Task objective: Below are entries. Reproduce exactly the lines between the line holding "Forgets every entity." and the line holding "pub fn is_empty(&self)", inclusive, and only those.

The input:
Segment Open

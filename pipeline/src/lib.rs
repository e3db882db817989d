//! Narrow interfaces between the sweep driver and the retrieval pipeline.
//!
//! The sweep core consumes three collaborators: a [`FeatureLoader`] for
//! stored features, a [`QueryEngine`] for ranking, and an [`EvaluateEngine`]
//! for metrics. This crate defines those traits plus the configuration types
//! the collaborators are built from; implementations live elsewhere
//! (`retri-engines` ships the reference ones).

mod config;
mod error;
mod evaluate;
mod features;
mod query;

pub use config::{
    EvaluateConfig, EvaluateOverride, PipelineConfig, PostProcessorParams, PostProcessorsConfig,
    QueryConfig, QueryOverride, TRAINED_POST_PROCESSORS,
};
pub use error::{PipelineError, Result};
pub use evaluate::{EvaluateEngine, RecallAtK};
pub use features::{FeatureLoader, FeatureSet, ItemInfo};
pub use query::{QueryEngine, QueryResults, RankedList};

/// A bundle of pipeline collaborators: the loader plus the stage factories
/// the driver calls per experiment.
pub trait Pipeline {
    fn loader(&self) -> &dyn FeatureLoader;

    /// Build the query stage from an effective query configuration
    fn build_query(&self, cfg: &QueryConfig) -> Result<Box<dyn QueryEngine>>;

    /// Build the evaluation stage from an effective evaluation configuration
    fn build_evaluate(&self, cfg: &EvaluateConfig) -> Result<Box<dyn EvaluateEngine>>;
}
mod cli;

use anyhow::Context;
use clap::Parser;
use cli::Cli;
use retri_engines::StandardPipeline;
use retri_pipeline::PipelineConfig;
use retri_sweep::{FileCatalogProvider, QueryCatalogProvider, ResultStore, Sweeper};
use tracing::info;
use tracing_subscriber::EnvFilter;

fn main() -> anyhow::Result<()> {
    tracing_subscriber::fmt()
        .with_env_filter(
            EnvFilter::try_from_default_env().unwrap_or_else(|_| EnvFilter::new("info")),
        )
        .init();

    let cli = Cli::parse();

    let modules = FileCatalogProvider
        .load(&cli.search_modules)
        .context("loading search modules")?;
    let store = ResultStore::load(&cli.save_path).context("loading result store")?;
    info!(
        "loaded {} prior result(s) from {}",
        store.len(),
        cli.save_path.display()
    );

    let pipeline = StandardPipeline::new();
    let mut sweeper = Sweeper::new(modules, PipelineConfig::default(), store, &pipeline)?;
    let stats = sweeper.run(&cli.fea_dir).context("running sweep")?;

    info!(
        "sweep finished: {} executed, {} skipped, {} total result(s) in {}",
        stats.executed,
        stats.skipped,
        sweeper.store().len(),
        cli.save_path.display()
    );
    Ok(())
}
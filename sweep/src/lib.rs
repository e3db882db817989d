//! Sweep orchestrator for retrieval experiments over stored features.
//!
//! A sweep scans a root of per-run feature directories, enumerates the
//! directory × dataset × query × feature-name search space, skips every
//! combination already present in the persisted result store, and runs the
//! rest through the pipeline collaborators (feature loading → ranking →
//! evaluation), checkpointing the store after each completed experiment.
//! Interrupting a sweep at any point loses at most the experiment in flight;
//! rerunning with the same save path resumes where it stopped.

pub mod catalog;
pub mod driver;
pub mod error;
pub mod merge;
pub mod modules;
pub mod select;
pub mod store;

pub use catalog::{DatasetDef, datasets, feature_names_for};
pub use driver::{SweepStats, Sweeper};
pub use error::{Result, SweepError};
pub use merge::{merge_into_baseline, merge_query_override};
pub use modules::{FileCatalogProvider, QueryCatalogProvider, SearchModules};
pub use select::{select_dataset, select_evaluate, select_feature_names};
pub use store::{ResultRecord, ResultStore};
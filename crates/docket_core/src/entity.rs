//! Entity lifecycle tracking.
//!
//! Every repository keeps an [`EntitySet`]: the entities touched in the
//! current attempt together with their [`TrackingMode`]. Modes change only
//! through [`EntitySet::add`], [`EntitySet::remove`] and [`EntitySet::track`]:
//!
//! | current     | `add`     | `remove`    | `track`        |
//! |-------------|-----------|-------------|----------------|
//! | absent      | Create    | Delete      | Tracked        |
//! | `Untracked` | Create    | Untracked   | Untracked      |
//! | `Create`    | Create    | Untracked   | Create         |
//! | `Tracked`   | Tracked   | Delete      | Tracked        |
//! | `Delete`    | Tracked   | Delete      | Delete         |
//!
//! Every transition stores the model it was given, so the latest `add` of an
//! id wins.

use std::fmt;

/// A model with a unique id.
pub trait Identifiable {
    /// Returns the unique id.
    fn id(&self) -> &str;
}

/// Lifecycle mode of a tracked entity.
#[derive(Debug, Clone, Copy, PartialEq, Eq, Hash)]
pub enum TrackingMode {
    /// Known but produces no operation.
    Untracked,
    /// New entity to be created.
    Create,
    /// Entity that was read and may be updated.
    Tracked,
    /// Entity to be deleted.
    Delete,
}

impl fmt::Display for TrackingMode {
    fn fmt(&self, f: &mut fmt::Formatter<'_>) -> fmt::Result {
        let name = match self {
            TrackingMode::Untracked => "untracked",
            TrackingMode::Create => "create",
            TrackingMode::Tracked => "tracked",
            TrackingMode::Delete => "delete",
        };
        f.write_str(name)
    }
}

/// An entity and its lifecycle mode.
#[derive(Debug, Clone, PartialEq)]
pub struct TrackedEntity<T> {
    /// The latest model stored for this id.
    pub model: T,
    /// Current lifecycle mode.
    pub mode: TrackingMode,
}

/// Ordered per-repository set of tracked entities.
///
/// Entities keep the order in which their id was first seen; operations are
/// emitted in that order.
#[derive(Debug, Clone)]
pub struct EntitySet<T> {
    entries: Vec<TrackedEntity<T>>,
}

impl<T> Default for EntitySet<T> {
    fn default() -> Self {
        Self {
            entries: Vec::new(),
        }
    }
}

impl<T: Identifiable> EntitySet<T> {
    /// Creates an empty set.
    #[must_use]
    pub fn new() -> Self {
        Self::default()
    }

    fn position(&self, id: &str) -> Option<usize> {
        self.entries.iter().position(|e| e.model.id() == id)
    }

    /// Marks `model` for persistence.
    pub fn add(&mut self, model: T) {
        match self.position(model.id()) {
            Some(i) => {
                let entry = &mut self.entries[i];
                entry.mode = match entry.mode {
                    TrackingMode::Delete | TrackingMode::Tracked => TrackingMode::Tracked,
                    TrackingMode::Untracked | TrackingMode::Create => TrackingMode::Create,
                };
                entry.model = model;
            }
            None => self.entries.push(TrackedEntity {
                model,
                mode: TrackingMode::Create,
            }),
        }
    }

    /// Marks `model` for deletion.
    ///
    /// Removing an entity that was only added in this attempt cancels the
    /// create instead.
    pub fn remove(&mut self, model: T) {
        match self.position(model.id()) {
            Some(i) => {
                let entry = &mut self.entries[i];
                entry.mode = match entry.mode {
                    TrackingMode::Tracked | TrackingMode::Delete => TrackingMode::Delete,
                    TrackingMode::Create | TrackingMode::Untracked => TrackingMode::Untracked,
                };
                entry.model = model;
            }
            None => self.entries.push(TrackedEntity {
                model,
                mode: TrackingMode::Delete,
            }),
        }
    }

    /// Records a model that was just read.
    ///
    /// Replaces the stored model of a known id without touching its mode;
    /// otherwise inserts it as [`TrackingMode::Tracked`].
    pub fn track(&mut self, model: T) {
        match self.position(model.id()) {
            Some(i) => self.entries[i].model = model,
            None => self.entries.push(TrackedEntity {
                model,
                mode: TrackingMode::Tracked,
            }),
        }
    }

    /// Returns the mode of `id`, or `None` if it was never seen.
    #[must_use]
    pub fn mode(&self, id: &str) -> Option<TrackingMode> {
        self.position(id).map(|i| self.entries[i].mode)
    }

    /// Returns the stored model of `id`.
    #[must_use]
    pub fn get(&self, id: &str) -> Option<&T> {
        self.position(id).map(|i| &self.entries[i].model)
    }

    /// Forgets every entity.
    pub fn clear(&mut self) {
        self.entries.clear();
    }

    /// Returns the number of entities, in any mode.
    #[must_use]
    pub fn len(&self) -> usize {
        self.entries.len()
    }

    /// Returns true if the set is empty.
    #[must_use]
    pub fn is_empty(&self) -> bool {
        self.entries.is_empty()
    }

    /// Iterates entities in first-seen order.
    pub fn iter(&self) -> impl Iterator<Item = &TrackedEntity<T>> {
        self.entries.iter()
    }
}

#[cfg(test)]
mod tests {
    use super::*;

    #[derive(Debug, Clone, PartialEq)]
    struct Item {
        id: String,
        name: String,
    }

    impl Identifiable for Item {
        fn id(&self) -> &str {
            &self.id
        }
    }

    fn item(id: &str, name: &str) -> Item {
        Item {
            id: id.into(),
            name: name.into(),
        }
    }

    #[test]
    fn add_new_is_create() {
        let mut set = EntitySet::new();
        set.add(item("a", "x"));
        assert_eq!(set.mode("a"), Some(TrackingMode::Create));
    }

    #[test]
    fn add_then_remove_is_untracked() {
        let mut set = EntitySet::new();
        set.add(item("a", "x"));
        set.remove(item("a", "x"));
        assert_eq!(set.mode("a"), Some(TrackingMode::Untracked));
    }

    #[test]
    fn untracked_add_is_create_again() {
        let mut set = EntitySet::new();
        set.add(item("a", "x"));
        set.remove(item("a", "x"));
        set.add(item("a", "y"));
        assert_eq!(set.mode("a"), Some(TrackingMode::Create));
        assert_eq!(set.get("a").unwrap().name, "y");
    }

    #[test]
    fn remove_unknown_is_delete() {
        let mut set = EntitySet::new();
        set.remove(item("a", "x"));
        assert_eq!(set.mode("a"), Some(TrackingMode::Delete));
    }

    #[test]
    fn tracked_remove_is_delete_and_add_resurrects() {
        let mut set = EntitySet::new();
        set.track(item("a", "x"));
        assert_eq!(set.mode("a"), Some(TrackingMode::Tracked));
        set.remove(item("a", "x"));
        assert_eq!(set.mode("a"), Some(TrackingMode::Delete));
        set.remove(item("a", "x"));
        assert_eq!(set.mode("a"), Some(TrackingMode::Delete));
        set.add(item("a", "x"));
        assert_eq!(set.mode("a"), Some(TrackingMode::Tracked));
    }

    #[test]
    fn second_add_replaces_model() {
        let mut set = EntitySet::new();
        set.add(item("a", "first"));
        set.add(item("a", "second"));
        assert_eq!(set.len(), 1);
        assert_eq!(set.mode("a"), Some(TrackingMode::Create));
        assert_eq!(set.get("a").unwrap().name, "second");
    }

    #[test]
    fn track_replaces_model_but_keeps_mode() {
        let mut set = EntitySet::new();
        set.add(item("a", "old"));
        set.track(item("a", "new"));
        assert_eq!(set.mode("a"), Some(TrackingMode::Create));
        assert_eq!(set.get("a").unwrap().name, "new");

        set.remove(item("b", "x"));
        set.track(item("b", "y"));
        assert_eq!(set.mode("b"), Some(TrackingMode::Delete));
    }

    #[test]
    fn iteration_follows_first_seen_order() {
        let mut set = EntitySet::new();
        set.add(item("c", ""));
        set.track(item("a", ""));
        set.add(item("b", ""));
        set.add(item("c", "again"));
        let ids: Vec<_> = set.iter().map(|e| e.model.id.clone()).collect();
        assert_eq!(ids, vec!["c", "a", "b"]);
    }

    #[test]
    fn clear_forgets_everything() {
        let mut set = EntitySet::new();
        set.add(item("a", ""));
        set.clear();
        assert!(set.is_empty());
        assert_eq!(set.mode("a"), None);
    }
}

Segment Closed

Task response:
    /// Forgets every entity.
    pub fn clear(&mut self) {
        self.entries.clear();
    }

    /// Returns the number of entities, in any mode.
    #[must_use]
    pub fn len(&self) -> usize {
        self.entries.len()
    }

    /// Returns true if the set is empty.
    #[must_use]
    pub fn is_empty(&self) -> bool {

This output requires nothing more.